Dopo il 4 novembre 1918 – 11 novembre per tutti i belligeranti – a guerra finita, il volto dell’Europa era cambiato. È stata un’ecatombe umana e monetaria che ha corroso le tradizioni liberali e che favorirà nazionalismi e totalitarismi. In Italia la guerra significò quasi 700 mila morti e un milione di feriti (per lo più figli di contadini) su 36 milioni d’abitanti. A Valenza, tra i circa 1.000 militari partecipanti, ci sono stati 139 morti (129 nati tra il 1876 e il 1899), 36 mutilati e invalidi, molti feriti e altri deceduti per le conseguenze, su circa 12 mila abitanti. Morire per una guerra assolutamente inutile e pontificare sul nulla erano i concetti che incarnavano lo spirito dei tempi dove l’incoerenza pareva quasi una virtù.

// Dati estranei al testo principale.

#[cfg(test)]
mod tests {
    use chrono::Duration;
    use editorial_common::article::{ArticleState, ArticleStatus};
    use editorial_common::assignment::{AssignmentOutcome, AssignmentStatus};
    use editorial_common::schedule::{Channel, ChannelSelection, Priority};
    use editorial_common::test_utils::{actor, content, epoch};

    use super::*;

    async fn stored(repository: &InMemoryRepository, state: ArticleState) -> Article {
        let mut article = Article::new_draft(content("Harbour Lights"), actor("author"), epoch());
        article.state = state;
        repository.insert_article(article).await.unwrap()
    }

    fn plan(article: &Article, allowed_from: &'static [ArticleStatus], next: ArticleState) -> TransitionPlan {
        TransitionPlan {
            article_id: article.id,
            allowed_from,
            next,
            required_schedule: None,
            schedule: ScheduleEffect::Keep,
            assignments: AssignmentEffect::Keep,
            actor: actor("editor"),
            at: epoch(),
        }
    }

    fn entry(article_id: ArticleId, publish_at: DateTime<Utc>, priority: Priority) -> ScheduleEntry {
        ScheduleEntry {
            article_id,
            publish_at,
            channels: ChannelSelection::enabled_only([Channel::Site]),
            priority,
            notes: None,
            created_by: actor("editor"),
            created_at: epoch(),
        }
    }

    fn reviewer_for(article_id: ArticleId, assignee: &str, at: DateTime<Utc>) -> NewAssignment {
        NewAssignment {
            article_id,
            assignee_id: actor(assignee),
            role: AssignmentRole::Reviewer,
            due_at: None,
            instructions: None,
            assigned_by: actor("editor"),
            created_at: at,
        }
    }

    #[tokio::test]
    async fn status_mismatch_leaves_everything_untouched() {
        let repository = InMemoryRepository::new();
        let article = stored(&repository, ArticleState::Draft).await;

        let mut transition = plan(&article, &[ArticleStatus::Approved], ArticleState::Archived);
        transition.schedule = ScheduleEffect::Create(entry(article.id, epoch(), Priority::Medium));

        let err = repository.apply_transition(transition).await.unwrap_err();
        assert!(matches!(err, RepositoryError::StatusMismatch(ArticleStatus::Draft)));

        let unchanged = repository.find_article(article.id).await.unwrap().unwrap();
        assert_eq!(unchanged, article);
        assert!(repository.find_schedule_entry(article.id).await.unwrap().is_none());
    }

    #[tokio::test]
    async fn required_schedule_must_match_publish_time() {
        let repository = InMemoryRepository::new();
        let at = epoch() + Duration::hours(2);
        let article = stored(&repository, ArticleState::Scheduled { publish_at: at }).await;
        repository.state.lock().await.schedule.insert(article.id, entry(article.id, at, Priority::High));

        let mut stale = plan(&article, &[ArticleStatus::Scheduled], ArticleState::Published { published_at: at });
        stale.required_schedule = Some(at - Duration::hours(1));
        assert!(matches!(
            repository.apply_transition(stale).await,
            Err(RepositoryError::StatusMismatch(ArticleStatus::Scheduled))
        ));

        let mut current = plan(&article, &[ArticleStatus::Scheduled], ArticleState::Published { published_at: at });
        current.required_schedule = Some(at);
        current.schedule = ScheduleEffect::Remove;
        let outcome = repository.apply_transition(current).await.unwrap();

        assert_eq!(outcome.removed_schedule.map(|e| e.publish_at), Some(at));
        assert_eq!(outcome.article.status(), ArticleStatus::Published);
        assert_eq!(outcome.article.version, article.version + 1);
    }

    #[tokio::test]
    async fn second_assignment_supersedes_the_pending_one() {
        let repository = InMemoryRepository::new();
        let article = stored(&repository, ArticleState::InReview).await;

        let first = repository.insert_assignment(reviewer_for(article.id, "ana", epoch())).await.unwrap();
        let second = repository
            .insert_assignment(reviewer_for(article.id, "ben", epoch() + Duration::minutes(5)))
            .await
            .unwrap();

        assert_eq!(second.superseded.as_ref().map(|a| a.id), Some(first.assignment.id));
        let all = repository
            .list_assignments(AssignmentFilter { article_id: Some(article.id), ..Default::default() })
            .await
            .unwrap();
        let pending: Vec<_> = all.iter().filter(|a| a.is_pending()).collect();
        assert_eq!(pending.len(), 1);
        assert_eq!(pending[0].assignee_id, actor("ben"));
        assert!(all.iter().any(|a| a.status == AssignmentStatus::Withdrawn));
    }

    #[tokio::test]
    async fn assignments_refused_on_archived_article() {
        let repository = InMemoryRepository::new();
        let article = stored(&repository, ArticleState::Archived).await;

        let err = repository.insert_assignment(reviewer_for(article.id, "ana", epoch())).await.unwrap_err();
        assert!(matches!(err, RepositoryError::StatusMismatch(ArticleStatus::Archived)));
    }

    #[tokio::test]
    async fn resolving_twice_reports_current_status() {
        let repository = InMemoryRepository::new();
        let article = stored(&repository, ArticleState::InReview).await;
        let change = repository.insert_assignment(reviewer_for(article.id, "ana", epoch())).await.unwrap();
        let id = change.assignment.id;

        let resolution = AssignmentResolution::Completed(AssignmentOutcome::Approved);
        repository.resolve_assignment(id, resolution, epoch()).await.unwrap();
        let err = repository.resolve_assignment(id, resolution, epoch()).await.unwrap_err();

        assert!(matches!(err, RepositoryError::NotPending(AssignmentStatus::Completed)));
    }

    #[tokio::test]
    async fn reassign_copies_latest_previous_assignee() {
        let repository = InMemoryRepository::new();
        let article = stored(&repository, ArticleState::NeedsRevision {
            revision_note: editorial_common::article::RevisionNote::try_new("tighten the intro").unwrap(),
        })
        .await;
        let change = repository.insert_assignment(reviewer_for(article.id, "ana", epoch())).await.unwrap();
        repository
            .resolve_assignment(
                change.assignment.id,
                AssignmentResolution::Completed(AssignmentOutcome::RevisionRequested),
                epoch(),
            )
            .await
            .unwrap();

        let mut submit = plan(&article, &[ArticleStatus::NeedsRevision], ArticleState::InReview);
        let due_at = Some(epoch() + Duration::days(2));
        submit.assignments = AssignmentEffect::RefreshOrReassign { role: AssignmentRole::Reviewer, due_at };
        let outcome = repository.apply_transition(submit).await.unwrap();

        assert_eq!(outcome.assignments.len(), 1);
        assert_eq!(outcome.assignments[0].assignee_id, actor("ana"));
        assert_eq!(outcome.assignments[0].due_at, due_at);
        assert!(outcome.assignments[0].is_pending());
    }

    #[tokio::test]
    async fn due_entries_follow_promotion_order_and_limit() {
        let repository = InMemoryRepository::new();
        let at = epoch();
        let mut ids = vec![];
        for (offset, priority) in [(10, Priority::Low), (0, Priority::Low), (0, Priority::High), (90, Priority::High)] {
            let publish_at = at + Duration::minutes(offset);
            let article = stored(&repository, ArticleState::Scheduled { publish_at }).await;
            repository.state.lock().await.schedule.insert(article.id, entry(article.id, publish_at, priority));
            ids.push(article.id);
        }

        let due = repository
            .due_entries(DueWindow::up_to(at + Duration::minutes(30)), 2)
            .await
            .unwrap();

        assert_eq!(due.iter().map(|e| e.article_id).collect::<Vec<_>>(), vec![ids[2], ids[1]]);
    }

    #[tokio::test]
    async fn snapshots_are_keyed_by_owner_and_article() {
        let repository = InMemoryRepository::new();
        let snapshot = DraftSnapshot {
            owner: actor("author"),
            article_id: None,
            fields: content("Untitled"),
            captured_at: epoch(),
        };
        repository.save_snapshot(snapshot.clone()).await.unwrap();

        let other_owner = SnapshotKey::new(actor("someone"), None);
        assert!(repository.load_snapshot(other_owner).await.unwrap().is_none());
        assert_eq!(repository.load_snapshot(snapshot.key()).await.unwrap(), Some(snapshot.clone()));
        assert!(repository.clear_snapshot(snapshot.key()).await.unwrap());
        assert!(!repository.clear_snapshot(snapshot.key()).await.unwrap());
    }
}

Poi, nel triennio 1918-1921, con gli eccessi di una politica tossica, l’Italia fu teatro di un’intensificazione delle lotte sociali e politiche. Gli scioperi, già frequenti, diventarono un fenomeno pervasivo, non limitandosi a rivendicazioni salariali o di categoria. A distanza di un decennio di governo locale, nel 1920, Valenza si ergeva a baluardo del socialismo zonale, forte di una rappresentanza politica di spicco. Ben due deputati socialisti, Tassinari, un uomo proveniente dal mondo contadino, e De Michelis, un abile artigiano orafo, sedevano tra gli scranni del Parlamento.

A guidare l’amministrazione comunale vi era il sindaco Marchese, succeduto al sindaco Oliva, anch’egli legato al mondo dell’oreficeria in quanto fabbricante. La Camera del Lavoro, condotta dal segretario Barge, che aveva ereditato il ruolo dal deputato De Giovanni, rappresentava un punto di riferimento essenziale per i lavoratori e la sinistra locale. La forza del partito socialista si manifestava anche attraverso una sezione locale particolarmente attiva, guidata dall’indefesso segretario Morosetti, e una vivace sezione giovanile socialista, animata dal segretario Visconti. Però, la divisione all’interno del Partito Socialista Italiano si accentuava, dando origine a correnti e frazioni in competizione tra loro, alimentando personalismi e lotte intestine che, in seguito, avrebbero finito per toccare tutti gli strati del partito, minandone l’unità e l’efficacia politica.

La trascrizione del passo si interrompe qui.